There is something almost radical about his seriousness. 
Not grim seriousness. More like: “Look properly. This matters.”

He gives us permission to be spellbound by beetles, fungi, birds, oceans, fossils, migration, eggs, feathers, slime, teeth, survival strategies, and all the other things that children instinctively know are incredible until the adult world starts asking them to be sensible.



He makes being a nature nerd feel less like a social liability and more like a moral position. Which, of course, it is.

3. He helped generations care before they knew they were being educated



4. He moved from wonder to warning - without abandoning wonder

This is important because Attenborough is not just “the nice animal voice man,” (although obviously he is also that, and we adore him, no notes!).

His later work has become more openly urgent about climate change, biodiversity loss, plastic pollution, and environmental collapse. That Reuter article I linked above points out that Blue Planet II helped jolt public opinion around ocean plastic and was followed by action from the UK government and major retailers.
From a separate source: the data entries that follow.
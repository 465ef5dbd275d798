//! Proptest strategies.
//!
//! These strategies generate random but reproducible inputs for
//! property-based testing of combat rules and simulation determinism.

use proptest::prelude::*;
use td_core::enemy::{Affix, EnemyKind};
use td_core::math::{Fixed, GridPos};
use td_core::replay::ReplayCommand;
use td_core::tower::TowerKind;

/// Step delta from 0 to 1.5 seconds in millisecond increments.
pub fn arb_delta() -> impl Strategy<Value = Fixed> {
    (0i32..=1500).prop_map(|ms| Fixed::from_num(ms) / Fixed::from_num(1000))
}

/// Short typed fragment: letters, spaces, backspaces and the odd capital.
pub fn arb_input() -> impl Strategy<Value = String> {
    proptest::collection::vec(
        prop_oneof![
            8 => proptest::char::range('a', 'z'),
            1 => Just(' '),
            1 => Just('\u{8}'),
            1 => proptest::char::range('A', 'Z'),
        ],
        0..4,
    )
    .prop_map(|chars| chars.into_iter().collect())
}

/// A `Step` command.
pub fn arb_step() -> impl Strategy<Value = ReplayCommand> {
    (arb_delta(), arb_input()).prop_map(|(delta, input)| ReplayCommand::Step { delta, input })
}

/// Any tower kind.
pub fn arb_tower_kind() -> impl Strategy<Value = TowerKind> {
    proptest::sample::select(TowerKind::ALL.to_vec())
}

/// Any non-boss enemy kind.
pub fn arb_regular_enemy_kind() -> impl Strategy<Value = EnemyKind> {
    proptest::sample::select(EnemyKind::ALL[..12].to_vec())
}

/// Any affix.
pub fn arb_affix() -> impl Strategy<Value = Affix> {
    proptest::sample::select(Affix::ALL.to_vec())
}

/// A cell inside (and slightly outside) the default field.
pub fn arb_cell() -> impl Strategy<Value = GridPos> {
    (-1i32..15, -1i32..6).prop_map(|(x, y)| GridPos::new(x, y))
}

/// A tower placement, possibly invalid.
pub fn arb_place_tower() -> impl Strategy<Value = ReplayCommand> {
    (arb_tower_kind(), arb_cell())
        .prop_map(|(kind, position)| ReplayCommand::PlaceTower { kind, position })
}

/// A command script: mostly steps, with occasional tower commands.
pub fn arb_script(max_len: usize) -> impl Strategy<Value = Vec<ReplayCommand>> {
    proptest::collection::vec(
        prop_oneof![
            8 => arb_step(),
            1 => arb_place_tower(),
            1 => (1u32..4).prop_map(|id| ReplayCommand::UpgradeTower { id }),
        ],
        0..max_len,
    )
}

/// HP values (1-1000).
pub fn arb_hp() -> impl Strategy<Value = u32> {
    1u32..1000u32
}

/// Damage values (0-200).
pub fn arb_damage() -> impl Strategy<Value = u32> {
    0u32..200u32
}

#[cfg(test)]
mod tests {
    use super::*;

    proptest! {
        #[test]
        fn prop_deltas_are_never_negative(delta in arb_delta()) {
            prop_assert!(delta >= Fixed::ZERO);
        }

        #[test]
        fn prop_regular_kinds_exclude_bosses(kind in arb_regular_enemy_kind()) {
            prop_assert!(!matches!(
                kind,
                EnemyKind::ForestGuardian
                    | EnemyKind::StoneGolem
                    | EnemyKind::FenWitch
                    | EnemyKind::SunderedKing
            ));
        }
    }
}
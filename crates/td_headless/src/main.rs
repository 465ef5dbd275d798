//! Headless wave runner.
//!
//! Plays waves without any presentation layer, for CI, replay verification
//! and balance batches.
//!
//! # Usage
//!
//! ```bash
//! # Run the default scenario
//! cargo run -p td_headless
//!
//! # Run a scenario file with a fixed seed, recording a replay
//! cargo run -p td_headless -- run --scenario waves/boss.ron --seed 42 --record boss.replay
//!
//! # Verify a replay
//! cargo run -p td_headless -- replay --file boss.replay --verify
//!
//! # Run a batch of seeds
//! cargo run -p td_headless -- batch --scenario boss_day --count 500 --output results/boss.json
//! ```
//!
//! Events go to stdout as JSON lines; logs go to stderr.

use std::io::{self, Write};
use std::path::PathBuf;
use std::sync::Arc;

use clap::{Parser, Subcommand};
use td_core::data::Catalog;
use tracing_subscriber::{layer::SubscriberExt, util::SubscriberInitExt};

use td_headless::{
    batch::{run_batch, verify_determinism, BatchConfig},
    runner::{HeadlessConfig, HeadlessRunner},
    scenario::Scenario,
};

#[derive(Parser)]
#[command(name = "td_headless")]
#[command(about = "Headless wave runner for CI and balance testing")]
#[command(version)]
struct Cli {
    /// Enable verbose logging to stderr
    #[arg(short, long, global = true)]
    verbose: bool,

    #[command(subcommand)]
    command: Option<Commands>,
}

#[derive(Subcommand)]
enum Commands {
    /// Play one wave and print its events
    Run {
        /// Built-in scenario name or RON file
        #[arg(short, long, default_value = "standard_defense")]
        scenario: String,

        /// Seed (defaults to the scenario's wave seed)
        #[arg(long)]
        seed: Option<u64>,

        /// Milliseconds per step
        #[arg(long, default_value = "100")]
        step_ms: u32,

        /// Save a replay of the run
        #[arg(short, long)]
        record: Option<PathBuf>,
    },

    /// Play back a recorded replay
    Replay {
        /// Replay file path
        #[arg(short, long)]
        file: PathBuf,

        /// Verify replay produces identical hash
        #[arg(long)]
        verify: bool,
    },

    /// Run a batch of seeds in parallel
    Batch {
        /// Built-in scenario name or RON file
        #[arg(short, long, default_value = "standard_defense")]
        scenario: String,

        /// Number of runs
        #[arg(short, long, default_value = "100")]
        count: u32,

        /// Maximum parallel runs (0 = auto)
        #[arg(short, long, default_value = "0")]
        parallel: u32,

        /// Starting seed
        #[arg(long, default_value = "0")]
        seed: u64,

        /// Write full results as JSON here; the summary always goes to stdout
        #[arg(short, long)]
        output: Option<PathBuf>,
    },

    /// Verify determinism by running the same seed several times
    Verify {
        /// Built-in scenario name or RON file
        #[arg(short, long, default_value = "standard_defense")]
        scenario: String,

        /// Seed to verify
        #[arg(long, default_value = "12345")]
        seed: u64,

        /// Number of runs
        #[arg(short, long, default_value = "5")]
        runs: u32,
    },
}

fn main() {
    let cli = Cli::parse();

    // Logs to stderr; stdout carries JSON
    let log_level = if cli.verbose {
        tracing::Level::DEBUG
    } else {
        tracing::Level::INFO
    };

    tracing_subscriber::registry()
        .with(
            tracing_subscriber::fmt::layer()
                .with_writer(std::io::stderr)
                .with_ansi(true),
        )
        .with(tracing_subscriber::filter::LevelFilter::from_level(
            log_level,
        ))
        .init();

    let catalog = Catalog::builtin().shared();

    match cli.command {
        Some(Commands::Run {
            scenario,
            seed,
            step_ms,
            record,
        }) => cmd_run(&catalog, &scenario, seed, step_ms, record),
        Some(Commands::Replay { file, verify }) => cmd_replay(&catalog, file, verify),
        Some(Commands::Batch {
            scenario,
            count,
            parallel,
            seed,
            output,
        }) => cmd_batch(&catalog, &scenario, count, parallel, seed, output),
        Some(Commands::Verify {
            scenario,
            seed,
            runs,
        }) => cmd_verify(&catalog, &scenario, seed, runs),
        None => cmd_run(&catalog, "standard_defense", None, 100, None),
    }
}

fn load_scenario(name: &str) -> Scenario {
    match Scenario::resolve(name) {
        Ok(s) => s,
        Err(e) => {
            eprintln!("Failed to load scenario: {}", e);
            std::process::exit(1);
        }
    }
}

/// Play one wave
fn cmd_run(
    catalog: &Arc<Catalog>,
    scenario: &str,
    seed: Option<u64>,
    step_ms: u32,
    record: Option<PathBuf>,
) {
    let scenario = load_scenario(scenario);
    let runner = HeadlessRunner::with_config(
        Arc::clone(catalog),
        HeadlessConfig {
            step_ms,
            seed,
            record_path: record,
        },
    );

    let stdout = io::stdout();
    let mut out = stdout.lock();
    match runner.run(&scenario, &mut out) {
        Ok(outcome) => {
            eprintln!(
                "Result: {:?}, score {} (hash {:016x})",
                outcome.summary.result, outcome.summary.score, outcome.final_hash
            );
        }
        Err(e) => {
            eprintln!("Run failed: {}", e);
            std::process::exit(1);
        }
    }
}

/// Play back or verify a replay
fn cmd_replay(catalog: &Arc<Catalog>, file: PathBuf, verify: bool) {
    use td_core::replay::{Replay, ReplayPlayer};

    if verify {
        tracing::info!("Verifying replay: {}", file.display());
    } else {
        tracing::info!("Playing replay: {}", file.display());
    }

    let replay = match Replay::load(&file) {
        Ok(r) => r,
        Err(e) => {
            eprintln!("Failed to load replay: {}", e);
            std::process::exit(1);
        }
    };

    eprintln!("Loaded replay:");
    eprintln!("  Scenario: {}", replay.scenario_id);
    eprintln!("  Seed: {}", replay.seed);
    eprintln!("  Commands: {}", replay.command_count());

    if verify {
        match replay.verify(Arc::clone(catalog)) {
            Ok(hash) => {
                eprintln!("PASS: Replay verification successful");
                eprintln!("  Hash: {:016x}", hash);
            }
            Err(e) => {
                eprintln!("FAIL: {}", e);
                std::process::exit(1);
            }
        }
        return;
    }

    let mut player = match ReplayPlayer::new(replay, Arc::clone(catalog)) {
        Ok(p) => p,
        Err(e) => {
            eprintln!("Failed to create replay player: {}", e);
            std::process::exit(1);
        }
    };

    let stdout = io::stdout();
    let mut out = stdout.lock();
    let mut last_percent = 0;
    while let Some(events) = player.advance() {
        for event in &events {
            match serde_json::to_string(event) {
                Ok(line) => {
                    if writeln!(out, "{line}").is_err() {
                        std::process::exit(1);
                    }
                }
                Err(e) => tracing::warn!(%e, "Event not encodable"),
            }
        }
        let percent = player.progress_percent();
        if percent >= last_percent + 10 {
            eprintln!("Progress: {}%", percent);
            last_percent = percent;
        }
    }

    let sim = player.simulation();
    eprintln!("Replay complete after {} commands", player.position());
    eprintln!("Final state hash: {:016x}", sim.state_hash());
    eprintln!("Result: {:?}", sim.result());
}

/// Run a batch of seeds
fn cmd_batch(
    catalog: &Arc<Catalog>,
    scenario: &str,
    count: u32,
    parallel: u32,
    seed: u64,
    output: Option<PathBuf>,
) {
    let scenario = load_scenario(scenario);
    let config = BatchConfig {
        game_count: count,
        seed_start: seed,
        parallel_games: parallel,
        ..BatchConfig::default()
    };
    let results = run_batch(catalog, &scenario, config);

    if let Some(path) = output {
        if let Err(e) = results.save(&path) {
            eprintln!("FATAL: Failed to save results: {}", e);
            std::process::exit(1);
        }
        eprintln!("Results saved to: {}", path.display());
    }

    match serde_json::to_string_pretty(&results.summary) {
        Ok(json) => println!("{json}"),
        Err(e) => {
            eprintln!("Failed to encode summary: {}", e);
            std::process::exit(1);
        }
    }

    if !results.errors.is_empty() {
        eprintln!("Runs FAILED: {}", results.errors.len());
        for error in results.errors.iter().take(10) {
            eprintln!(
                "  Run {} (seed {}): {}",
                error.game_index, error.seed, error.message
            );
        }
        std::process::exit(1);
    }
}

/// Verify determinism
fn cmd_verify(catalog: &Arc<Catalog>, scenario: &str, seed: u64, runs: u32) {
    let scenario = load_scenario(scenario);
    tracing::info!(
        "Verifying determinism: {} with seed {} ({} runs)",
        scenario.name,
        seed,
        runs
    );

    if verify_determinism(catalog, &scenario, seed, runs) {
        eprintln!("PASS: All {} runs produced identical results", runs);
    } else {
        eprintln!("FAIL: Non-determinism detected!");
        std::process::exit(1);
    }
}
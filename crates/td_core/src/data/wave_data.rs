//! Wave theme enemy pools.

use std::collections::BTreeMap;

use crate::enemy::EnemyKind;
use crate::wave::WaveTheme;

/// Enemy pool for every theme.
#[must_use]
pub fn builtin_theme_pools() -> BTreeMap<WaveTheme, Vec<EnemyKind>> {
    use EnemyKind::{
        Archer, Brute, Imp, Knight, Raider, Scout, Shaman, Skitter, Swarmling, Warlock, Wolf,
        Wraith,
    };

    BTreeMap::from([
        (WaveTheme::Skirmish, vec![Scout, Raider, Archer]),
        (WaveTheme::Swarm, vec![Swarmling, Imp, Skitter]),
        (WaveTheme::Vanguard, vec![Raider, Knight, Archer]),
        (WaveTheme::Ambush, vec![Scout, Wolf, Wraith]),
        (WaveTheme::Horde, vec![Swarmling, Raider, Brute]),
        (WaveTheme::Elite, vec![Brute, Wraith, Knight, Warlock]),
        (WaveTheme::Beasts, vec![Wolf, Skitter]),
        (WaveTheme::Arcane, vec![Shaman, Warlock, Imp]),
        (WaveTheme::Siege, vec![Brute, Knight, Raider]),
        (WaveTheme::BossAssault, vec![Raider, Knight, Shaman]),
    ])
}
//! The real-time combat loop.
//!
//! A [`Simulation`] owns one [`RunState`] and a shared [`Catalog`]. Every
//! command takes the state from one consistent snapshot to the next and
//! returns the events it produced together with the updated state.
//!
//! # Determinism
//!
//! - Time is fixed-point seconds ([`Fixed`]); there is no floating point.
//! - Every random draw goes through the [`SimRng`] stored in the state.
//! - Enemies are kept sorted by ascending id and every scan walks them in
//!   that order.
//! - Same seed, same commands, same state.
//!
//! # Step order
//!
//! Each [`Simulation::step`] runs, in order:
//! 1. advance the clock, tick status effects and ability cooldowns
//! 2. resolve typed input against the locked target or a new prefix match
//! 3. spawn from the wave queue on spawn-timer expiry
//! 4. recompute synergies and fire ready towers
//! 5. on step-timer expiry: castle shot, damage over time, regeneration,
//!    then advance every enemy along the lane
//! 6. check for defeat, then victory
//!
//! Deaths are resolved after every phase that can deal damage.
//!
//! # Example
//!
//! ```
//! use td_core::config::WaveConfig;
//! use td_core::data::Catalog;
//! use td_core::enemy::EnemyKind;
//! use td_core::math::Fixed;
//! use td_core::simulation::Simulation;
//!
//! let mut sim = Simulation::new(Catalog::builtin().shared(), 7);
//! sim.start_wave(WaveConfig {
//!     roster_override: Some(Vec::new()),
//!     ..WaveConfig::default()
//! });
//! sim.spawn_enemy(EnemyKind::Scout, "ember", None);
//! let report = sim.step(Fixed::ZERO, "ember");
//! assert_eq!(report.state.counters.kills, 1);
//! ```

use std::collections::hash_map::DefaultHasher;
use std::collections::BTreeMap;
use std::hash::{Hash, Hasher};
use std::sync::Arc;

use serde::{Deserialize, Serialize};

use crate::boss::{BossEncounter, PhasePolicy};
use crate::config::{FieldLayout, WaveConfig};
use crate::damage::{self, aoe_damage, chain_damage, DamageType};
use crate::data::Catalog;
use crate::enemy::{
    apply_affix, create_boss, create_enemy, roll_affix, AbilityId, AbilityTrigger, Affix,
    DamageOutcome, DefenseCharge, Enemy, EnemyCategory, EnemyId, EnemyKind,
};
use crate::error::{CoreError, Result};
use crate::events::{CombatEvent, WaveResult};
use crate::math::{fixed_serde, Fixed, GridPos};
use crate::rng::SimRng;
use crate::status::StatusKind;
use crate::summary::RunSummary;
use crate::synergy::{bonus_at, detect_synergies, diff_synergies, ActiveSynergy};
use crate::targeting::{select_targets, Targeting};
use crate::tower::{create_tower, AttackCategory, Tower, TowerId, TowerKind};
use crate::wave::{compose_wave, WaveSpec, WaveTheme};

/// Armor gained when Fortify fires.
pub const FORTIFY_ARMOR: u32 = 3;

/// Swarmlings created by Summon or by a split.
pub const SPAWNS_PER_SUMMON: usize = 2;

/// Regeneration per step, percent of max HP.
pub const REGEN_PERCENT: u32 = 5;

/// Vampiric heal per player miss, percent of max HP.
pub const VAMPIRIC_PERCENT: u32 = 10;

/// Backspace pops the typing buffer.
pub const BACKSPACE: char = '\u{8}';

/// Seconds a tower's extra status lasts.
fn extra_status_duration() -> Fixed {
    Fixed::from_num(2)
}

/// The wave currently being fought.
#[derive(Debug, Clone, PartialEq, Eq, Serialize, Deserialize)]
pub struct ActiveWave {
    /// Configuration the wave was started with.
    pub config: WaveConfig,
    /// Composed roster.
    pub spec: WaveSpec,
    /// Spawn order: roster, then the boss.
    pub queue: Vec<EnemyKind>,
    /// Index of the next spawn in `queue`.
    pub next_spawn: usize,
    /// Seconds until the next spawn.
    #[serde(with = "fixed_serde")]
    pub spawn_timer: Fixed,
    /// Seconds until the next enemy step.
    #[serde(with = "fixed_serde")]
    pub step_timer: Fixed,
}

impl ActiveWave {
    /// Spawns still queued.
    #[must_use]
    pub fn remaining_spawns(&self) -> usize {
        self.queue.len().saturating_sub(self.next_spawn)
    }
}
//! Status effects carried by enemies.
//!
//! Durations are countdowns decremented by elapsed time; nothing here ever
//! waits or suspends.

use serde::{Deserialize, Serialize};

use crate::math::{fixed_serde, Fixed};

/// Maximum number of distinct effects an enemy can carry at once.
pub const MAX_STATUS_EFFECTS: usize = 4;

/// Maximum stacks for damage-over-time effects.
pub const MAX_DOT_STACKS: u32 = 5;

/// Closed set of status effects.
#[derive(Debug, Clone, Copy, PartialEq, Eq, PartialOrd, Ord, Hash, Serialize, Deserialize)]
pub enum StatusKind {
    /// Fire damage over time.
    Burning,
    /// Poison damage over time.
    Poisoned,
    /// Cannot move; fire deals triple damage.
    Frozen,
    /// Moves at half speed.
    Slowed,
}

impl StatusKind {
    /// Base damage per pulse for DOT effects, zero otherwise.
    #[must_use]
    pub const fn base_dot(self) -> u32 {
        match self {
            StatusKind::Burning => 2,
            StatusKind::Poisoned => 1,
            StatusKind::Frozen | StatusKind::Slowed => 0,
        }
    }

    /// Stack cap.
    #[must_use]
    pub const fn max_stacks(self) -> u32 {
        match self {
            StatusKind::Burning | StatusKind::Poisoned => MAX_DOT_STACKS,
            StatusKind::Frozen | StatusKind::Slowed => 1,
        }
    }

    /// Lower-case name used in event text.
    #[must_use]
    pub const fn name(self) -> &'static str {
        match self {
            StatusKind::Burning => "burning",
            StatusKind::Poisoned => "poisoned",
            StatusKind::Frozen => "frozen",
            StatusKind::Slowed => "slowed",
        }
    }
}

/// One active effect.
#[derive(Debug, Clone, Copy, PartialEq, Eq, Serialize, Deserialize)]
pub struct StatusEffect {
    /// Which effect.
    pub kind: StatusKind,
    /// Seconds remaining.
    #[serde(with = "fixed_serde")]
    pub remaining: Fixed,
    /// Stack count (at least 1).
    pub stacks: u32,
}

/// Bounded list of active effects, at most one entry per kind.
#[derive(Debug, Clone, Default, PartialEq, Eq, Serialize, Deserialize)]
pub struct StatusEffects {
    entries: Vec<StatusEffect>,
}

impl StatusEffects {
    /// Empty effect list.
    #[must_use]
    pub fn new() -> Self {
        Self::default()
    }

    /// Apply or refresh an effect.
    ///
    /// An existing entry gains a stack (up to the kind's cap) and has its
    /// duration refreshed to the longer of the two.
    pub fn apply(&mut self, kind: StatusKind, duration: Fixed) {
        if duration <= Fixed::ZERO {
            return;
        }
        if let Some(entry) = self.entries.iter_mut().find(|e| e.kind == kind) {
            entry.stacks = (entry.stacks + 1).min(kind.max_stacks());
            entry.remaining = entry.remaining.max(duration);
            return;
        }
        if self.entries.len() < MAX_STATUS_EFFECTS {
            self.entries.push(StatusEffect {
                kind,
                remaining: duration,
                stacks: 1,
            });
        }
    }

    /// Whether the effect is active.
    #[must_use]
    pub fn has(&self, kind: StatusKind) -> bool {
        self.entries.iter().any(|e| e.kind == kind)
    }

    /// Stack count of an effect (0 when absent).
    #[must_use]
    pub fn stacks(&self, kind: StatusKind) -> u32 {
        self.entries
            .iter()
            .find(|e| e.kind == kind)
            .map_or(0, |e| e.stacks)
    }

    /// Decrement durations and drop expired effects.
    ///
    /// Returns the kinds that expired during this call.
    pub fn tick(&mut self, delta: Fixed) -> Vec<StatusKind> {
        let mut expired = Vec::new();
        for entry in &mut self.entries {
            entry.remaining -= delta;
            if entry.remaining <= Fixed::ZERO {
                expired.push(entry.kind);
            }
        }
        self.entries.retain(|e| e.remaining > Fixed::ZERO);
        expired
    }

    /// Active damage-over-time entries as `(kind, stacks)`.
    #[must_use]
    pub fn dots(&self) -> Vec<(StatusKind, u32)> {
        self.entries
            .iter()
            .filter(|e| e.kind.base_dot() > 0)
            .map(|e| (e.kind, e.stacks))
            .collect()
    }

    /// Iterate over active effects.
    pub fn iter(&self) -> impl Iterator<Item = &StatusEffect> {
        self.entries.iter()
    }

    /// Number of active effects.
    #[must_use]
    pub fn len(&self) -> usize {
        self.entries.len()
    }

    /// Whether no effect is active.
    #[must_use]
    pub fn is_empty(&self) -> bool {
        self.entries.is_empty()
    }
}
1News quoted Attenborough saying that although he will not see how the planet’s story ends, he remains convinced that the more people enjoy and understand the natural world, the greater the hope of saving it - and ourselves.

He doesn't ask us to care out of guilt first. He asks us to look. Then love. Then understand. Then act.

5. He turned television into a motivating conservation experience

Life on Earth was his 1979 breakthrough series; Reuters notes that he wrote the full 13-hour script and travelled the world for three years to tell the story of evolution from simple organisms to humans.

This television programme became a childhood landmark for me.

In those days this was not because it was “content.” 
Not because a streaming algorithm shoved it in your face. It just arrived at 6pm on a Sunday night in small town, pre-internet New Zealand and lodged itself somewhere deep.

I had a turbulent childhood, and I do not carry a neat archive of memories from that time. But I remember watching Life on Earth. I remember being spellbound. I remember that the world suddenly seemed older, stranger, bigger, and somehow safer than the room I was sitting in.


I don't need to speak for the world. The world is doing a perfectly adequate job of speaking for itself today. Loudly. With orchestras (and possibly owls).
I can only speak for one child in front of one television a long time ago.
Sir David opened a door for me.
A door out of a small unsafe world and into nature, a place that became my safe haven.
 

Make no mistake though, I didn't think nature was “safe” because it was gentle. 
Life on Earth showed me that nature is full of predation, extinction, competition, rot, struggle, and frankly some deeply questionable reproductive strategies for a 9 year old to see. But it had pattern. Meaning. Continuity. Time.

Nature made sense in a way people did not to me, at that time.
Through Sir David, nature felt trustworthy, understandable and more predictable than the world I was living in.

I don't know if I already had it in me or if this was what triggered it but somewhere between trilobites, gorillas, birds, oceans, and that patient voice explaining deep time as if we were all capable of understanding it, something in me attached itself permanently to the living world.

Thinking on it now, I believe Sir David introduced me to two things I didn't know existed - nature and hope.

Sir David is still all about hope.
And I am still all about the gratitude that I get to share a planet with him.